Problem statement: Across the records, how many lines contain "async"? Answer with the number alone.

Records for this task:
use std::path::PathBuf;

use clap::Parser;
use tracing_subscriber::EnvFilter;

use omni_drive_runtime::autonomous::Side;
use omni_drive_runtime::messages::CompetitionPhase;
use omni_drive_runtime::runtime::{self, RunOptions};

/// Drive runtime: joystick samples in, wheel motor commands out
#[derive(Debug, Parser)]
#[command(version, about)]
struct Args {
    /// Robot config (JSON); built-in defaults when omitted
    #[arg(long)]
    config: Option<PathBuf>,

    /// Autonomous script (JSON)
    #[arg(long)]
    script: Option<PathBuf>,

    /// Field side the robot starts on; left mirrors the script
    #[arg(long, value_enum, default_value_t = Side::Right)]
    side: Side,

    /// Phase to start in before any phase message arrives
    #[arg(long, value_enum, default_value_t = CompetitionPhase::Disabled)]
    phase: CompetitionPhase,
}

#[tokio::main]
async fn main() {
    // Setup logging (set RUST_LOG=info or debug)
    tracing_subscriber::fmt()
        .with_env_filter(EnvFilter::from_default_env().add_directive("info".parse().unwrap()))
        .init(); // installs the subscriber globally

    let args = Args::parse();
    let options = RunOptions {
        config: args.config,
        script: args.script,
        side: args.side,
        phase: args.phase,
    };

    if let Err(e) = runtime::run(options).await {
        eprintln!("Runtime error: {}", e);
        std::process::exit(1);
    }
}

* * *

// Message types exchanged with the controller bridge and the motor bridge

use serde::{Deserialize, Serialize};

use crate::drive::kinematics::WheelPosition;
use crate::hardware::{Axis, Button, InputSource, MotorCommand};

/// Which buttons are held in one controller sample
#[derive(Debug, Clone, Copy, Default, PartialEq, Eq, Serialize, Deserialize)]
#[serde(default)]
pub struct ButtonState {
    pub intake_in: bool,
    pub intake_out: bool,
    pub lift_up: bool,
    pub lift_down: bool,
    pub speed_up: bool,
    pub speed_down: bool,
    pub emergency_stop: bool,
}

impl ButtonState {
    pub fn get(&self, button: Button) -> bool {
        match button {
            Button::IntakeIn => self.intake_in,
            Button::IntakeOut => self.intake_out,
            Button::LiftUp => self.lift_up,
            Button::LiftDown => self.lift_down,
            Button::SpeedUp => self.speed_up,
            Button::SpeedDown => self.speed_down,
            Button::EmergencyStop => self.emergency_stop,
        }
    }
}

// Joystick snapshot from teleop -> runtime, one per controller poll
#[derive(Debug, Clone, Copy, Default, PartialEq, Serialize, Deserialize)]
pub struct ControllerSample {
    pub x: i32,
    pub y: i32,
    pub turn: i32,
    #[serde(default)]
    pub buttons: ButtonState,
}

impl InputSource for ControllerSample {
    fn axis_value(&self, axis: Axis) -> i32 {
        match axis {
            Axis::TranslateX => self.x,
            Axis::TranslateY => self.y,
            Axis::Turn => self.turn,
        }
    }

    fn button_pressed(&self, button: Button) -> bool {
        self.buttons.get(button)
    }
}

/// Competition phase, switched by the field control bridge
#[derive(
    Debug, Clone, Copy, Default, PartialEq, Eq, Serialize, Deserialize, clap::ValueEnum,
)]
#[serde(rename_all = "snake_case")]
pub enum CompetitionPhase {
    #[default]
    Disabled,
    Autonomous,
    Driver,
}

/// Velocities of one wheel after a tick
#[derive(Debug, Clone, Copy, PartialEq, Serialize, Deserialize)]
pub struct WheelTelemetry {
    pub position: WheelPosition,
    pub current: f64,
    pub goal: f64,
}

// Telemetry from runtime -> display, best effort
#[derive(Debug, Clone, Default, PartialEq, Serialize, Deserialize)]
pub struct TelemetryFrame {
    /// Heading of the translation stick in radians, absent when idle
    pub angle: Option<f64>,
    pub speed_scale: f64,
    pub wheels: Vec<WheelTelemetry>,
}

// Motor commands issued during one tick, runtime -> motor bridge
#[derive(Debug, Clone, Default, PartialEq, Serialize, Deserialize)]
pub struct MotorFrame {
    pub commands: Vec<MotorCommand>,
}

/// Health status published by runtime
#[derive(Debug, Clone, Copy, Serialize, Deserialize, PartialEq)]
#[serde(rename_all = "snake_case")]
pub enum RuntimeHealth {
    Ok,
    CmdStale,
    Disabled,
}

* * *

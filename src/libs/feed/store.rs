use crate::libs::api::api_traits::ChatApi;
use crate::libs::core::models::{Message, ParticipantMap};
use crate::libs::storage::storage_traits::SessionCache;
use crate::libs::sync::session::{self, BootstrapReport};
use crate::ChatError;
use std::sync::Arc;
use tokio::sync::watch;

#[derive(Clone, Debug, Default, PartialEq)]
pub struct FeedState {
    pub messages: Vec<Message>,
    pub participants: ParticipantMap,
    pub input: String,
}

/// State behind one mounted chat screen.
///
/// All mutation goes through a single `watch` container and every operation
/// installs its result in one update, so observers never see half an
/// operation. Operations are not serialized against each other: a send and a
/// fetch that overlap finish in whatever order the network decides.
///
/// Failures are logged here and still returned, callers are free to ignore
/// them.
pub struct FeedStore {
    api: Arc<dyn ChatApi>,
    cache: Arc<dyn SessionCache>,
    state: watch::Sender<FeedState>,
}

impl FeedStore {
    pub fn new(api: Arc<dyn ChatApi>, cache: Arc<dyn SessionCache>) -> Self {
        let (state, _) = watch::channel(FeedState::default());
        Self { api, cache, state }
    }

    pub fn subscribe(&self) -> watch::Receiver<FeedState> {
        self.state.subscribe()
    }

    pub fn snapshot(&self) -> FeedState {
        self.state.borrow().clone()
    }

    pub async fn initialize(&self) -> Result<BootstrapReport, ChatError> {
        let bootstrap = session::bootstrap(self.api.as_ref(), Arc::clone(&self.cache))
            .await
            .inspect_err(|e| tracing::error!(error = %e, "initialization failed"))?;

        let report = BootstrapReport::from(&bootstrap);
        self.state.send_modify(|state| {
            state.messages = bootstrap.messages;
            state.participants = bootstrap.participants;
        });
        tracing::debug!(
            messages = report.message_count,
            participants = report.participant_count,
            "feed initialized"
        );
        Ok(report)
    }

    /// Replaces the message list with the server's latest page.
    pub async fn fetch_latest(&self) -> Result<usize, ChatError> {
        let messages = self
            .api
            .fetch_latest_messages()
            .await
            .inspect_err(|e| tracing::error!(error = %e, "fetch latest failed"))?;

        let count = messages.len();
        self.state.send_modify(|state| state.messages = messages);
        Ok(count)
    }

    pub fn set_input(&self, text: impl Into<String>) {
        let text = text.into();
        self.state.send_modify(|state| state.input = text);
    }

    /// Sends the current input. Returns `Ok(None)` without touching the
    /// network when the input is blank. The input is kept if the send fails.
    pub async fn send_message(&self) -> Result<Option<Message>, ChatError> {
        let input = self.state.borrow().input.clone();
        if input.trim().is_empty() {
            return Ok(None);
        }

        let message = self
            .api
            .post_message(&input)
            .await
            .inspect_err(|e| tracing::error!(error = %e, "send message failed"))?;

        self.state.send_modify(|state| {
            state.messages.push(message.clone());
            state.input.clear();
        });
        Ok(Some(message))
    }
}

The answer: 4